Will Gerrard assume this holding role permanently or will Lucas return there? A key weakness for Lucas in the holding role was the potential for him to be played around, and the general consensus at Anfield has been that Rodgers would be hunting this January for a more robust defensive midfielder who could try to relegate Lucas to the bench.
Above, you can see the general shape of the team in relation to the change for Gerrard and Lucas. Gerrard played laterally and often dropped in between the centre backs to form a back three, and play out from the back with Toure, Skrtel and Mignolet. Henderson looked to get forward where possible, with Lucas slightly more reserved adapting to his new role. Sterling tried to make runs beyond Suarez behind the defence, while Coutinho typically dropped into deep and central positions to get the ball.
Rodgers must now assess how well Gerrard has assumed this new role. According to @AnfieldIndex Gerrard conceded possession 18 times, however, a massive factor in this was 8 of his attempted long balls, which were intercepted. He tried some of his trademark ambitious passes from a deep position, while Lucas usually has the tendency to fizz passes along the floor into the midfield more often.
Despite these losses of possession, Gerrard also won the ball back 16 times from his deep role – something Lucas has never achieved since the collection of this stat began. Gerrard consistently showed the bite and hunger required for the role, screening from side to side, getting into the wide areas to win the ball on a regular basis.
Much of the praise that Raheem Sterling has come in for this season has been to do with his technical ability, physical speed, strength, and maturity on the ball. However for myself and many others, his decision making and tactical awareness is his strongest attribute, something which I feel currently separates him from fellow youngster Jordon Ibe (who is also pushing for first team action).
His movement off the ball has improved massively since his first team debut, and the speed at which he takes up his positions after recognising the space almost doubles his threat. Even if the defender marking him recognises the threat at the same time, Sterling will win the space nine times out of ten and can then hurt the opposition.
Above you can see the example of this: he works in tandem with the movement of Suarez. He naturally drifts deep between the lines to receive from Henderson, and Marc Wilson chooses to follow him out. Sterling has the run on Pieters and uses the momentum of Wilson’s step out to take the space directly behind him. This way Suarez acts as a dummy, Henderson can miss him out and play straight into the space behind the defence for Sterling to latch onto.
The move doesn’t materialise on this occasion, nevertheless, this is just an example of his ability to recognise these situations developing.
These particular runs between full back and centre back have been a key feature of why Sterling has been so dominant since he broke back into the team. He has now begun to establish himself as a valuable member of the first team. If he can continue to improve in these areas and add to his rapidly improving goals and assists tally, he may even start to entertain thoughts about a call up for Brazil.

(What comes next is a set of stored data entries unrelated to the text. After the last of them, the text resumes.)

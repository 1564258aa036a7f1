pub mod health;
pub mod metrics;

pub use health::{ComponentHealth, HealthResponse, HealthServer, HealthState, HealthStatus};
pub use metrics::Metrics;
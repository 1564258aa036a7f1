//! Market monitoring: history, classification, the cycle engine and its loops

pub mod classifier;
pub mod engine;
pub mod history;
pub mod reminder;
pub mod runner;

pub use classifier::{classify, Spike};
pub use engine::{CycleReport, EngineConfig, MonitorEngine};
pub use history::HistoryStore;
pub use reminder::{NotifyRecord, NotifyStore, ReminderService, ReminderSummary};
pub use runner::MonitorRunner;
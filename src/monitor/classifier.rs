use crate::domain::TokenSnapshot;

/// Length of one market window in minutes
pub const MINUTES_PER_PERIOD: u32 = 5;

/// Per-recipient spike decision
#[derive(Debug, Clone, Copy, PartialEq, Eq)]
pub enum Spike {
    None,
    /// Threshold crossed with no qualifying earlier window
    First { minutes: u32 },
    /// Threshold crossed and sustained since an earlier window
    Ongoing { minutes: u32 },
}

impl Spike {
    pub fn is_spike(&self) -> bool {
        !matches!(self, Spike::None)
    }

    pub fn minutes(&self) -> Option<u32> {
        match self {
            Spike::None => None,
            Spike::First { minutes } | Spike::Ongoing { minutes } => Some(*minutes),
        }
    }

    pub fn as_str(&self) -> &'static str {
        match self {
            Spike::None => "none",
            Spike::First { .. } => "first",
            Spike::Ongoing { .. } => "ongoing",
        }
    }
}

fn qualifies(pct: Option<f64>, threshold: f64) -> bool {
    matches!(pct, Some(p) if p.is_finite() && p >= threshold)
}

/// Classify the newest snapshot of `ring` (newest first) against `threshold`.
///
/// Ongoing duration counts from the oldest earlier window that also crossed
/// the threshold: a qualifying `ring[i]` means `(i + 1) * 5` minutes.
pub fn classify(ring: &[TokenSnapshot], threshold: f64) -> Spike {
    let Some(current) = ring.first() else {
        return Spike::None;
    };
    if !qualifies(current.price_change_m5, threshold) {
        return Spike::None;
    }

    let furthest = ring
        .iter()
        .enumerate()
        .skip(1)
        .filter(|(_, s)| qualifies(s.price_change_m5, threshold))
        .map(|(i, _)| i)
        .last();

    match furthest {
        None => Spike::First {
            minutes: MINUTES_PER_PERIOD,
        },
        Some(i) => Spike::Ongoing {
            minutes: (i as u32 + 1) * MINUTES_PER_PERIOD,
        },
    }
}

#[cfg(test)]
mod tests {
    use super::*;
    use chrono::Utc;

    fn ring(pcts: &[Option<f64>]) -> Vec<TokenSnapshot> {
        pcts.iter()
            .map(|pct| TokenSnapshot {
                timestamp: Utc::now(),
                address: "a".into(),
                symbol: "A".into(),
                chain_id: "solana".into(),
                price_change_m5: *pct,
                volume_m5: None,
                market_cap: None,
            })
            .collect()
    }

    #[test]
    fn test_below_threshold_is_none() {
        assert_eq!(classify(&ring(&[Some(4.99)]), 5.0), Spike::None);
        assert_eq!(classify(&[], 5.0), Spike::None);
    }

    #[test]
    fn test_boundary_is_inclusive() {
        assert_eq!(classify(&ring(&[Some(5.0)]), 5.0), Spike::First { minutes: 5 });
    }

    #[test]
    fn test_invalid_input_is_none() {
        assert_eq!(classify(&ring(&[None]), 5.0), Spike::None);
        assert_eq!(classify(&ring(&[Some(f64::NAN)]), 5.0), Spike::None);
        assert_eq!(classify(&ring(&[Some(f64::INFINITY)]), 5.0), Spike::None);
    }

    #[test]
    fn test_ongoing_windows() {
        assert_eq!(
            classify(&ring(&[Some(8.0), Some(7.0)]), 5.0),
            Spike::Ongoing { minutes: 10 }
        );
        assert_eq!(
            classify(&ring(&[Some(9.0), Some(8.0), Some(7.0)]), 5.0),
            Spike::Ongoing { minutes: 15 }
        );
    }

    #[test]
    fn test_furthest_qualifying_window_wins() {
        // A gap in the middle still counts from the oldest qualifying window
        assert_eq!(
            classify(&ring(&[Some(9.0), Some(1.0), Some(7.0)]), 5.0),
            Spike::Ongoing { minutes: 15 }
        );
        assert_eq!(
            classify(&ring(&[Some(9.0), Some(1.0), Some(2.0)]), 5.0),
            Spike::First { minutes: 5 }
        );
    }

    #[test]
    fn test_zero_threshold() {
        assert_eq!(classify(&ring(&[Some(0.0)]), 0.0), Spike::First { minutes: 5 });
        assert_eq!(classify(&ring(&[Some(-0.1)]), 0.0), Spike::None);
    }
}
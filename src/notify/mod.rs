pub mod dispatcher;
pub mod messages;

pub use dispatcher::{DispatchSummary, Dispatcher, DispatcherConfig, SpikeAlert};
//! Persistence layer
//!
//! - `store`: the document store trait and dotted-path merge helpers
//! - `memory`: in-process store
//! - `cache`: in-memory copies of the collections with write-through

pub mod cache;
pub mod memory;
pub mod store;

pub use cache::Cache;
pub use memory::MemoryStore;
pub use store::{collections, doc_ids, DocumentStore, Fields};
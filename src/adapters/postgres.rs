use async_trait::async_trait;
use serde_json::{json, Value};
use sqlx::postgres::{PgPool, PgPoolOptions};
use sqlx::types::Json;
use sqlx::{Postgres, Row, Transaction};
use std::time::Duration;
use tracing::{debug, info, instrument};

use crate::error::{Result, SpikeError};
use crate::persistence::store::{DocumentStore, Fields};

/// PostgreSQL document store.
///
/// Every collection lives in one `documents` table keyed by
/// `(collection, id)` with the body in a JSONB column.
#[derive(Clone)]
pub struct PostgresStore {
    pool: PgPool,
}

impl PostgresStore {
    /// Create a new PostgreSQL store
    pub async fn new(database_url: &str, max_connections: u32) -> Result<Self> {
        let pool = PgPoolOptions::new()
            .max_connections(max_connections)
            .acquire_timeout(Duration::from_secs(10))
            .connect(database_url)
            .await
            .map_err(|e| SpikeError::PersistenceUnavailable(e.to_string()))?;

        info!("Connected to PostgreSQL");
        Ok(Self { pool })
    }

    /// Create a store from an existing connection pool
    pub fn from_pool(pool: PgPool) -> Self {
        Self { pool }
    }

    /// Run migrations
    pub async fn migrate(&self) -> Result<()> {
        sqlx::migrate!("./migrations").run(&self.pool).await?;
        info!("Database migrations completed");
        Ok(())
    }

    /// Get the connection pool
    pub fn pool(&self) -> &PgPool {
        &self.pool
    }

    /// Apply field updates to many rows with one statement.
    ///
    /// Existing rows are updated in place under their row locks; ids with no
    /// row are inserted. A row created concurrently between the two steps
    /// gets the new top-level fields merged over it.
    async fn apply_rows(&self, collection: &str, updates: &[(String, Fields)]) -> Result<u64> {
        let result = sqlx::query(
            r#"
            WITH patch AS (
                SELECT p.id, p.fields
                FROM jsonb_to_recordset($2) AS p(id TEXT, fields JSONB)
            ),
            updated AS (
                UPDATE documents d SET
                    doc = documents_apply_fields(d.doc, patch.fields),
                    updated_at = NOW()
                FROM patch
                WHERE d.collection = $1 AND d.id = patch.id
                RETURNING d.id
            )
            INSERT INTO documents (collection, id, doc, updated_at)
            SELECT $1, patch.id, documents_apply_fields('{}'::jsonb, patch.fields), NOW()
            FROM patch
            WHERE patch.id NOT IN (SELECT id FROM updated)
            ON CONFLICT (collection, id) DO UPDATE SET
                doc = documents.doc || EXCLUDED.doc,
                updated_at = NOW()
            "#,
        )
        .bind(collection)
        .bind(Json(field_rows(updates)))
        .execute(&self.pool)
        .await?;
        Ok(result.rows_affected())
    }

    async fn upsert_in_tx(
        tx: &mut Transaction<'_, Postgres>,
        collection: &str,
        id: &str,
        doc: &Value,
    ) -> Result<()> {
        sqlx::query(
            r#"
            INSERT INTO documents (collection, id, doc, updated_at)
            VALUES ($1, $2, $3, NOW())
            ON CONFLICT (collection, id) DO UPDATE SET
                doc = EXCLUDED.doc,
                updated_at = NOW()
            "#,
        )
        .bind(collection)
        .bind(id)
        .bind(Json(doc))
        .execute(&mut **tx)
        .await?;
        Ok(())
    }
}

/// `[{id, fields}]` rows for `jsonb_to_recordset`
fn field_rows(updates: &[(String, Fields)]) -> Value {
    Value::Array(
        updates
            .iter()
            .map(|(id, fields)| json!({"id": id, "fields": fields}))
            .collect(),
    )
}

/// Split a dotted path into the text[] form used by `#>`
fn path_segments(path: &str) -> Vec<String> {
    path.split('.').map(str::to_string).collect()
}

/// Index names only carry identifier-safe characters
fn index_name(collection: &str, path: &str) -> String {
    let raw = format!("idx_documents_{}_{}", collection, path);
    raw.chars()
        .map(|c| if c.is_ascii_alphanumeric() { c.to_ascii_lowercase() } else { '_' })
        .collect()
}

fn sql_literal(s: &str) -> String {
    format!("'{}'", s.replace('\'', "''"))
}

/// DDL for an index on a dotted path.
///
/// A plain path gets a btree expression index. A `*` segment matches any key,
/// so the object above it gets a GIN containment index instead.
fn index_statement(collection: &str, path: &str) -> String {
    let segments: Vec<String> = path_segments(path)
        .iter()
        .map(|s| s.replace(['{', '}', ',', '\'', '"'], ""))
        .collect();

    match segments.iter().position(|s| s == "*") {
        Some(wildcard) => format!(
            "CREATE INDEX IF NOT EXISTS {} ON documents USING GIN ((doc #> '{{{}}}') jsonb_path_ops) WHERE collection = {}",
            index_name(collection, path),
            segments[..wildcard].join(","),
            sql_literal(collection),
        ),
        None => format!(
            "CREATE INDEX IF NOT EXISTS {} ON documents ((doc #> '{{{}}}')) WHERE collection = {}",
            index_name(collection, path),
            segments.join(","),
            sql_literal(collection),
        ),
    }
}

#[async_trait]
impl DocumentStore for PostgresStore {
    async fn ping(&self) -> Result<()> {
        sqlx::query("SELECT 1")
            .execute(&self.pool)
            .await
            .map_err(|e| SpikeError::PersistenceUnavailable(e.to_string()))?;
        Ok(())
    }

    #[instrument(skip(self))]
    async fn get(&self, collection: &str, id: &str) -> Result<Option<Value>> {
        let row = sqlx::query(
            r#"
            SELECT doc FROM documents
            WHERE collection = $1 AND id = $2
            "#,
        )
        .bind(collection)
        .bind(id)
        .fetch_optional(&self.pool)
        .await?;

        Ok(row.map(|r| r.get::<Json<Value>, _>("doc").0))
    }

    #[instrument(skip(self))]
    async fn find_all(&self, collection: &str) -> Result<Vec<(String, Value)>> {
        let rows = sqlx::query(
            r#"
            SELECT id, doc FROM documents
            WHERE collection = $1
            ORDER BY id
            "#,
        )
        .bind(collection)
        .fetch_all(&self.pool)
        .await?;

        Ok(rows
            .into_iter()
            .map(|r| (r.get("id"), r.get::<Json<Value>, _>("doc").0))
            .collect())
    }

    #[instrument(skip(self, value))]
    async fn find_by_field(
        &self,
        collection: &str,
        path: &str,
        value: &Value,
    ) -> Result<Vec<(String, Value)>> {
        let rows = sqlx::query(
            r#"
            SELECT id, doc FROM documents
            WHERE collection = $1 AND doc #> $2 = $3
            ORDER BY id
            "#,
        )
        .bind(collection)
        .bind(path_segments(path))
        .bind(Json(value))
        .fetch_all(&self.pool)
        .await?;

        Ok(rows
            .into_iter()
            .map(|r| (r.get("id"), r.get::<Json<Value>, _>("doc").0))
            .collect())
    }

    #[instrument(skip(self, fields))]
    async fn update_fields(&self, collection: &str, id: &str, fields: &Fields) -> Result<()> {
        self.apply_rows(collection, &[(id.to_string(), fields.clone())])
            .await?;
        Ok(())
    }

    /// One statement, one round trip
    #[instrument(skip(self, updates), fields(count = updates.len()))]
    async fn bulk_update(&self, collection: &str, updates: &[(String, Fields)]) -> Result<()> {
        if updates.is_empty() {
            return Ok(());
        }

        let written = self.apply_rows(collection, updates).await?;
        debug!("Bulk wrote {} documents to {}", written, collection);
        Ok(())
    }

    #[instrument(skip(self, doc))]
    async fn replace(&self, collection: &str, id: &str, doc: &Value) -> Result<()> {
        let mut tx = self.pool.begin().await?;
        Self::upsert_in_tx(&mut tx, collection, id, doc).await?;
        tx.commit().await?;
        Ok(())
    }

    #[instrument(skip(self))]
    async fn delete(&self, collection: &str, id: &str) -> Result<()> {
        sqlx::query("DELETE FROM documents WHERE collection = $1 AND id = $2")
            .bind(collection)
            .bind(id)
            .execute(&self.pool)
            .await?;
        Ok(())
    }

    #[instrument(skip(self, ids), fields(count = ids.len()))]
    async fn delete_many(&self, collection: &str, ids: &[String]) -> Result<u64> {
        if ids.is_empty() {
            return Ok(0);
        }

        let result = sqlx::query("DELETE FROM documents WHERE collection = $1 AND id = ANY($2)")
            .bind(collection)
            .bind(ids)
            .execute(&self.pool)
            .await?;
        Ok(result.rows_affected())
    }

    /// Index on one JSON path, scoped to the collection
    async fn create_index(&self, collection: &str, path: &str) -> Result<()> {
        sqlx::query(&index_statement(collection, path))
            .execute(&self.pool)
            .await?;

        debug!("Ensured index on {}.{}", collection, path);
        Ok(())
    }
}
use clap::{Parser, Subcommand};

#[derive(Parser, Debug)]
#[command(name = "spikewatch")]
#[command(author = "Spikewatch Team")]
#[command(version = "0.1.0")]
#[command(about = "On-chain token price spike alerts over chat", long_about = None)]
pub struct Cli {
    #[command(subcommand)]
    pub command: Option<Commands>,

    /// Config directory (default.toml plus the SPIKEWATCH_ENV overlay)
    #[arg(short, long, default_value = "config", env = "SPIKEWATCH_CONFIG_DIR")]
    pub config: String,

    /// Record outgoing messages in memory instead of sending them
    #[arg(short, long)]
    pub dry_run: bool,
}

#[derive(Subcommand, Debug, Clone, Copy, PartialEq, Eq)]
pub enum Commands {
    /// Run the alert service (default)
    Run,
    /// Apply database migrations and exit
    Migrate,
    /// Trim every watch list to its tier limit and exit
    EnforceLimits,
    /// Run one tier expiry pass and exit
    CheckExpiry,
    /// Capture monitoring users for restart recovery and exit
    MarkRestart,
}

impl Cli {
    pub fn command(&self) -> Commands {
        self.command.unwrap_or(Commands::Run)
    }
}

#[cfg(test)]
mod tests {
    use super::*;

    #[test]
    fn test_default_command_is_run() {
        let cli = Cli::parse_from(["spikewatch"]);
        assert_eq!(cli.command(), Commands::Run);
        assert_eq!(cli.config, "config");
        assert!(!cli.dry_run);
    }

    #[test]
    fn test_subcommands() {
        let cli = Cli::parse_from(["spikewatch", "--config", "/etc/spikewatch", "enforce-limits"]);
        assert_eq!(cli.command(), Commands::EnforceLimits);
        assert_eq!(cli.config, "/etc/spikewatch");

        let cli = Cli::parse_from(["spikewatch", "--dry-run", "check-expiry"]);
        assert_eq!(cli.command(), Commands::CheckExpiry);
        assert!(cli.dry_run);

        assert!(Cli::try_parse_from(["spikewatch", "trade"]).is_err());
    }
}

This was a very evenly matched game, which saw Stoke scrape the possession battle, but Liverpool stringing slightly more passes together. Final third accuracy was poor from both sides, with 69% and 66% respectively. Despite Stoke’s three goals, they actually failed to create a clear-cut chance, while Liverpool scored 3 of their 5 clear-cut chances. The teams even matched up with their dribbling statistics, both attempting 18 dribbles each (Stoke had 9 successful, Liverpool 10).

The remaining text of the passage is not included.